WHAT TO DO
All lines below containing "Rewards" are to be listed.

DATA UNDER STUDY
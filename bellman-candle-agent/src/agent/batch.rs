use crate::util::one_hot;
use anyhow::Result;
use bellman_core::TransitionBatch;
use candle_core::{Device, Tensor};

/// A batch of transitions on the device of an agent.
pub struct TensorBatch {
    /// Observations, `[batch_size, obs_dim]`.
    pub obs: Tensor,

    /// Actions.
    pub act: Vec<usize>,

    /// One-hot encodings of the actions, `[batch_size, n_actions]`.
    pub act_one_hot: Tensor,

    /// Rewards, `[batch_size]`.
    pub reward: Tensor,

    /// Next observations, `[batch_size, obs_dim]`.
    pub next_obs: Tensor,

    /// `0` for terminal transitions and `1` otherwise, `[batch_size]`.
    pub not_done: Tensor,

    /// Rewards on the host.
    pub reward_host: Vec<f32>,

    /// Terminal flags on the host.
    pub is_done_host: Vec<i8>,
}

impl TensorBatch {
    /// Moves a batch sampled from a replay memory to `device`.
    pub fn new(batch: TransitionBatch, n_actions: usize, device: &Device) -> Result<Self> {
        let n = batch.len();
        let d = batch.obs_dim;
        let (obs, act, next_obs, reward, is_done) = batch.unpack();
        let not_done = is_done.iter().map(|v| (1 - v) as f32).collect::<Vec<_>>();

        Ok(Self {
            obs: Tensor::from_vec(obs, (n, d), device)?,
            act_one_hot: one_hot(&act, n_actions, device)?,
            act,
            reward: Tensor::from_slice(&reward[..], (n,), device)?,
            next_obs: Tensor::from_vec(next_obs, (n, d), device)?,
            not_done: Tensor::from_vec(not_done, (n,), device)?,
            reward_host: reward,
            is_done_host: is_done,
        })
    }

    /// Number of transitions.
    pub fn len(&self) -> usize {
        self.act.len()
    }

    /// Returns `true` if the batch is empty.
    pub fn is_empty(&self) -> bool {
        self.act.is_empty()
    }
}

YOUR SOLUTION
    /// Rewards, `[batch_size]`.
    /// Rewards on the host.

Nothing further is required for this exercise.